Méditation
Au courant de cette neuvaine que nous faisons en l'honneur de Benjamin Constant, et à propos d'une controverse culinaire un peu trop prolongée que nous eûmes sur un gibier, une remarque m'est venue. J'aime beaucoup Simon pour tout ce que nous méprisons en commun, mais il me blesse par l'inégale importance que nous prêtons à diverses attitudes de la vie.
Certes, je me forme des idées claires de mes exaltations, et tout ce cabotinage supérieur, je le méprise comme je méprise toutes choses, mais je l'adore. Je me plais à avoir un caractère passionné, et à manquer de bon sens le plus souvent que je peux.
Mon ami, sans doute, n'a pas de goût pour le bon sens, sinon pourrais-je le fréquenter? Mais les soins dont j'entoure la culture de ma bohème morale, c'est à sa tenue, à son confort, à son dandysme extérieur qu'il les prodigue. Vous ne sauriez croire quel orgueil il met à trancher dans les questions de vénerie!—Hé! direz-vous, que fait-il alors dans cette retraite?—En vérité, je soupçonne parfois qu'avec plus de fortune il ne serait pas ici.
Ces petites réflexions où, pour la première fois, je me différenciais de Simon, je ne les lui communiquai pas.

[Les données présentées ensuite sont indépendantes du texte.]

//! Config subcommand handlers.

use std::collections::HashMap;
use std::fmt::Write as _;
use std::path::PathBuf;
use std::str::FromStr;

use dialoguer::{Input, Select};

use nutridash_config::{Defaults, TokenStoreKind};

use crate::cli::{ConfigArgs, ConfigCommand, GlobalOpts};
use crate::config::{self, Config, Profile};
use crate::error::CliError;
use crate::output;

// ── Helpers ─────────────────────────────────────────────────────────

fn format_config(cfg: &Config) -> String {
    let mut out = String::new();

    if let Some(ref default) = cfg.default_profile {
        let _ = writeln!(out, "default_profile = \"{default}\"");
    }
    let _ = writeln!(out);
    let _ = writeln!(out, "[defaults]");
    let _ = writeln!(out, "output = \"{}\"", cfg.defaults.output);
    let _ = writeln!(out, "insecure = {}", cfg.defaults.insecure);
    let _ = writeln!(out, "timeout = {}", cfg.defaults.timeout);
    let _ = writeln!(out, "page_size = {}", cfg.defaults.page_size);
    let _ = writeln!(out, "search_debounce_ms = {}", cfg.defaults.search_debounce_ms);
    let _ = writeln!(out, "token_store = \"{}\"", store_name(cfg.defaults.token_store));

    let mut names: Vec<_> = cfg.profiles.iter().collect();
    names.sort_by_key(|(name, _)| *name);
    for (name, p) in names {
        let _ = writeln!(out);
        let _ = writeln!(out, "[profiles.{name}]");
        let _ = writeln!(out, "api_url = \"{}\"", p.api_url);
        if let Some(ref email) = p.email {
            let _ = writeln!(out, "email = \"{email}\"");
        }
        if let Some(ref ca) = p.ca_cert {
            let _ = writeln!(out, "ca_cert = \"{}\"", ca.display());
        }
        if let Some(insecure) = p.insecure {
            let _ = writeln!(out, "insecure = {insecure}");
        }
        if let Some(timeout) = p.timeout {
            let _ = writeln!(out, "timeout = {timeout}");
        }
        if let Some(page_size) = p.page_size {
            let _ = writeln!(out, "page_size = {page_size}");
        }
        if let Some(ms) = p.search_debounce_ms {
            let _ = writeln!(out, "search_debounce_ms = {ms}");
        }
        if let Some(size) = p.crawl_page_size {
            let _ = writeln!(out, "crawl_page_size = {size}");
        }
        if let Some(size) = p.crawl_bulk_page_size {
            let _ = writeln!(out, "crawl_bulk_page_size = {size}");
        }
        if let Some(max) = p.crawl_max_pages {
            let _ = writeln!(out, "crawl_max_pages = {max}");
        }
        if let Some(ref sort) = p.sort {
            let _ = writeln!(out, "sort = \"{sort}\"");
        }
        if let Some(store) = p.token_store {
            let _ = writeln!(out, "token_store = \"{}\"", store_name(store));
        }
    }

    out
}

fn store_name(kind: TokenStoreKind) -> &'static str {
    match kind {
        TokenStoreKind::Keyring => "keyring",
        TokenStoreKind::File => "file",
    }
}

fn prompt_err(e: impl std::fmt::Display) -> CliError {
    CliError::Validation {
        field: "interactive".into(),
        reason: format!("prompt failed: {e}"),
    }
}

fn parse_value<T: FromStr>(key: &str, value: &str) -> Result<T, CliError>
where
    T::Err: std::fmt::Display,
{
    value.parse().map_err(|e| CliError::Validation {
        field: key.into(),
        reason: format!("{e}"),
    })
}

/// Apply `key = value` to a profile.
fn set_profile_value(profile: &mut Profile, key: &str, value: String) -> Result<(), CliError> {
    match key.replace('-', "_").as_str() {
        "api_url" => {
            url::Url::parse(&value).map_err(|e| CliError::Validation {
                field: "api_url".into(),
                reason: e.to_string(),
            })?;
            profile.api_url = value;
        }
        "email" => profile.email = Some(value),
        "ca_cert" => profile.ca_cert = Some(PathBuf::from(value)),
        "insecure" => profile.insecure = Some(parse_value(key, &value)?),
        "timeout" => profile.timeout = Some(parse_value(key, &value)?),
        "page_size" => profile.page_size = Some(parse_value(key, &value)?),
        "search_debounce_ms" => profile.search_debounce_ms = Some(parse_value(key, &value)?),
        "crawl_page_size" => profile.crawl_page_size = Some(parse_value(key, &value)?),
        "crawl_bulk_page_size" => {
            profile.crawl_bulk_page_size = Some(parse_value(key, &value)?);
        }
        "crawl_max_pages" => profile.crawl_max_pages = Some(parse_value(key, &value)?),
        "sort" => profile.sort = Some(value),
        "token_store" => {
            profile.token_store = Some(match value.as_str() {
                "keyring" => TokenStoreKind::Keyring,
                "file" => TokenStoreKind::File,
                _ => {
                    return Err(CliError::Validation {
                        field: "token_store".into(),
                        reason: "must be 'keyring' or 'file'".into(),
                    });
                }
            });
        }
        other => {
            return Err(CliError::Validation {
                field: other.into(),
                reason: "unknown config key".into(),
            });
        }
    }
    Ok(())
}

// ── Handler ─────────────────────────────────────────────────────────

pub fn handle(args: ConfigArgs, global: &GlobalOpts) -> Result<(), CliError> {
    match args.command {
        ConfigCommand::Init => init(),

        ConfigCommand::Show => {
            let cfg = config::load_config_or_default();
            let out = output::render_single(&global.output, &cfg, format_config, |_| {
                config::config_path().display().to_string()
            })?;
            output::print_output(&out, global.quiet);
            Ok(())
        }

        ConfigCommand::Set { key, value } => {
            let mut cfg = config::load_config_or_default();
            let profile_name = config::active_profile_name(global, &cfg);
            let profile = cfg.profiles.entry(profile_name.clone()).or_default();
            set_profile_value(profile, &key, value)?;
            let path = config::save_config(&cfg)?;
            if !global.quiet {
                eprintln!("Updated {key} on profile '{profile_name}' in {}", path.display());
            }
            Ok(())
        }

        ConfigCommand::Path => {
            println!("{}", config::config_path().display());
            Ok(())
        }
    }
}

fn init() -> Result<(), CliError> {
    let config_path = config::config_path();
    eprintln!("nutridash configuration wizard");
    eprintln!("   Config path: {}\n", config_path.display());

    let profile_name: String = Input::new()
        .with_prompt("Profile name")
        .default("default".into())
        .interact_text()
        .map_err(prompt_err)?;

    let api_url: String = Input::new()
        .with_prompt("Admin API URL")
        .validate_with(|input: &String| {
            url::Url::parse(input)
                .map(|_| ())
                .map_err(|e| format!("invalid URL: {e}"))
        })
        .interact_text()
        .map_err(prompt_err)?;

    let email: String = Input::new()
        .with_prompt("Account email (optional)")
        .allow_empty(true)
        .interact_text()
        .map_err(prompt_err)?;

    let store_choices = &[
        "System keyring (recommended)",
        "File in the data directory",
    ];
    let token_store = match Select::new()
        .with_prompt("Where should sessions be stored?")
        .items(store_choices)
        .default(0)
        .interact()
        .map_err(prompt_err)?
    {
        0 => TokenStoreKind::Keyring,
        _ => TokenStoreKind::File,
    };

    let profile = Profile {
        api_url,
        email: (!email.trim().is_empty()).then(|| email.trim().to_owned()),
        token_store: Some(token_store),
        ..Profile::default()
    };

    let mut cfg = config::load_config_or_default();
    if cfg.profiles.is_empty() {
        cfg = Config {
            default_profile: Some(profile_name.clone()),
            defaults: Defaults::default(),
            profiles: HashMap::new(),
        };
    }
    cfg.profiles.insert(profile_name.clone(), profile);
    config::save_config(&cfg)?;

    eprintln!("\n✓ Configuration written to {}", config_path.display());
    eprintln!("  Profile: {profile_name}");
    eprintln!("\n  Sign in: nutridash auth login --profile {profile_name}");
    Ok(())
}

#[cfg(test)]
#[allow(clippy::unwrap_used)]
mod tests {
    use super::*;

    #[test]
    fn set_known_keys() {
        let mut profile = Profile::default();
        set_profile_value(&mut profile, "api-url", "https://admin.test/api".into()).unwrap();
        set_profile_value(&mut profile, "page_size", "50".into()).unwrap();
        set_profile_value(&mut profile, "token_store", "file".into()).unwrap();
        assert_eq!(profile.api_url, "https://admin.test/api");
        assert_eq!(profile.page_size, Some(50));
        assert_eq!(profile.token_store, Some(TokenStoreKind::File));
    }

    #[test]
    fn set_rejects_bad_input() {
        let mut profile = Profile::default();
        assert!(set_profile_value(&mut profile, "api_url", "not a url".into()).is_err());
        assert!(set_profile_value(&mut profile, "timeout", "soon".into()).is_err());
        assert!(set_profile_value(&mut profile, "colour", "red".into()).is_err());
        assert!(profile.api_url.is_empty());
    }

    #[test]
    fn show_lists_profiles_in_order() {
        let mut cfg = Config::default();
        for name in ["zeta", "alpha"] {
            cfg.profiles.insert(
                name.into(),
                Profile {
                    api_url: format!("https://{name}.test"),
                    ..Profile::default()
                },
            );
        }
        let out = format_config(&cfg);
        let alpha = out.find("[profiles.alpha]").unwrap();
        let zeta = out.find("[profiles.zeta]").unwrap();
        assert!(alpha < zeta);
        assert!(out.contains("token_store = \"keyring\""));
    }
}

Pourquoi le désobliger?
Benjamin Constant l'a vu avec amertume. Deux êtres ne peuvent pas se connaître. Le langage ayant été fait pour l'usage quotidien ne sait exprimer que des états grossiers; tout le vague, tout ce qui est sincère n'a pas de mot pour s'exprimer. L'instant approche où je cesserai de lutter contre cette insuffisance; je ne me plairai plus à présenter mon âme à mes amis, même à souper.
J'entrevois la possibilité d'être las de moi-même autant que des autres.
Mais quoi! m'abandonner! je renierais mon service, je délaisserais le culte que je me dois! Il faut que je veuille et que je me tienne en main pour pénétrer au jour prochain dans un univers que je vais délimiter, approprier et illuminer, et qui sera le cirque joyeux où je m'apparaîtrai, dressé en haute école.